Quantitative, Targeted Analysis of Gut Microbiota Derived Metabolites Provides Novel Biomarkers of Early Diabetic Kidney Disease in Type 2 Diabetes Mellitus Patients.

Abstract

Diabetic kidney disease (DKD) is one of the most debilitating complications of type 2 diabetes mellitus (T2DM), as it progresses silently to end-stage renal disease (ESRD). The discovery of novel biomarkers of early DKD becomes acute, as its incidence is reaching catastrophic proportions.

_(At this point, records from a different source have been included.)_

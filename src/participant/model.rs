use serde::{Deserialize, Serialize};
use std::collections::HashSet;
use utoipa::ToSchema;

/// Fixed output columns, in order.
pub const COLUMNS: [&str; 5] = ["Name", "Mobile", "Country", "Type", "Email"];

/// Type value that moves a participant into the separate "Nothing of the above" section.
pub const SPECIAL_TYPE: &str = "nothing of the above";

/// One row of the event roster.
#[derive(Debug, Clone, Default, PartialEq, Eq, Serialize, Deserialize, ToSchema)]
pub struct ParticipantRecord {
    #[serde(rename = "Name")]
    pub name: String,
    #[serde(rename = "Mobile")]
    pub mobile: String,
    #[serde(rename = "Country")]
    pub country: String,
    #[serde(rename = "Type")]
    pub participant_type: String,
    #[serde(rename = "Email")]
    pub email: String,
}

impl ParticipantRecord {
    pub fn new(
        name: impl Into<String>,
        mobile: impl Into<String>,
        country: impl Into<String>,
        participant_type: impl Into<String>,
        email: impl Into<String>,
    ) -> Self {
        Self {
            name: name.into(),
            mobile: mobile.into(),
            country: country.into(),
            participant_type: participant_type.into(),
            email: email.into(),
        }
    }

    /// Cells in `COLUMNS` order.
    pub fn cells(&self) -> [&str; 5] {
        [
            &self.name,
            &self.mobile,
            &self.country,
            &self.participant_type,
            &self.email,
        ]
    }

    pub fn group(&self) -> RosterGroup {
        if self.participant_type.trim().to_lowercase() == SPECIAL_TYPE {
            RosterGroup::Special
        } else {
            RosterGroup::Regular
        }
    }
}

/// Partition of the roster that decides page placement in the participant list.
#[derive(Debug, Clone, Copy, PartialEq, Eq, Serialize, Deserialize, ToSchema)]
#[serde(rename_all = "snake_case")]
pub enum RosterGroup {
    Regular,
    Special,
}

/// Splits the roster into regular and special participants, keeping input order in each.
pub fn partition(records: &[ParticipantRecord]) -> (Vec<&ParticipantRecord>, Vec<&ParticipantRecord>) {
    records
        .iter()
        .partition(|record| record.group() == RosterGroup::Regular)
}

/// Removes repeated `(name, email)` pairs, keeping the first occurrence.
/// Returns the remaining records and how many were dropped.
pub fn deduplicate(records: Vec<ParticipantRecord>) -> (Vec<ParticipantRecord>, usize) {
    let before = records.len();
    let mut seen = HashSet::new();
    let unique: Vec<ParticipantRecord> = records
        .into_iter()
        .filter(|record| seen.insert((record.name.clone(), record.email.clone())))
        .collect();
    let removed = before - unique.len();
    (unique, removed)
}

/// Names of participants registered as tutors, unique and joined with ", ".
pub fn default_tutors(records: &[ParticipantRecord]) -> String {
    let mut seen = HashSet::new();
    records
        .iter()
        .filter(|record| record.participant_type.trim().to_uppercase() == "TUTOR")
        .map(|record| record.name.as_str())
        .filter(|name| !name.is_empty() && seen.insert(*name))
        .collect::<Vec<_>>()
        .join(", ")
}

/// Case- and whitespace-insensitive set of names that have paid.
#[derive(Debug, Clone, Default)]
pub struct PaidSet {
    names: HashSet<String>,
}

impl PaidSet {
    pub fn normalize(name: &str) -> String {
        name.trim().to_lowercase()
    }

    pub fn from_names<I, S>(names: I) -> Self
    where
        I: IntoIterator<Item = S>,
        S: AsRef<str>,
    {
        Self {
            names: names
                .into_iter()
                .map(|name| Self::normalize(name.as_ref()))
                .collect(),
        }
    }

    /// Everyone on the roster except the listed unpaid names.
    pub fn from_unpaid<S: AsRef<str>>(records: &[ParticipantRecord], unpaid: &[S]) -> Self {
        let unpaid = Self::from_names(unpaid);
        Self::from_names(
            records
                .iter()
                .map(|record| record.name.as_str())
                .filter(|name| !unpaid.contains(name)),
        )
    }

    pub fn contains(&self, name: &str) -> bool {
        self.names.contains(&Self::normalize(name))
    }

    pub fn len(&self) -> usize {
        self.names.len()
    }

    pub fn is_empty(&self) -> bool {
        self.names.is_empty()
    }
}
//! Participant roster: normalization of heterogeneous sheets, CSV files and the snapshot.

pub mod classify;
pub mod csv_io;
pub mod handlers;
pub mod loader;
pub mod model;
pub mod normalizer;

pub use classify::{classify, Classification, ExchangeKind};
pub use csv_io::CsvError;
pub use loader::{load_from_sheet, SheetCache};
pub use model::{
    deduplicate, default_tutors, partition, PaidSet, ParticipantRecord, RosterGroup, COLUMNS,
    SPECIAL_TYPE,
};
pub use normalizer::{normalize, RawTable};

Our study aimed to quantify previously identified metabolites from serum and urine through untargeted ultra-high-performance liquid chromatography coupled with electrospray ionization-quadrupole-time of flight-mass spectrometry (UHPLC-QTOF-ESI+-MS) techniques, such as the following: arginine, dimethylarginine, hippuric acid, indoxyl sulfate, p-cresyl sulfate, L-acetylcarnitine, butenoylcarnitine and sorbitol. The study concept was based on the targeted analysis of selected metabolites, using the serum and urine of 20 healthy subjects and 90 T2DM patients with DKD in different stages (normoalbuminuria-uACR < 30 mg/g; microalbuminuria-uACR 30-300 mg/g; macroalbuminuria-uACR > 300 mg/g). The quantitative evaluation of metabolites was performed with pure standards, followed by the validation methods such as the limit of detection (LOD) and the limit of quantification (LOQ). The following metabolites from this study resulted as possible biomarkers of early DKD: in serum-arginine, dimethylarginine, hippuric acid, indoxyl sulfate, butenoylcarnitine and sorbitol and in urine-p-cresyl sulfate.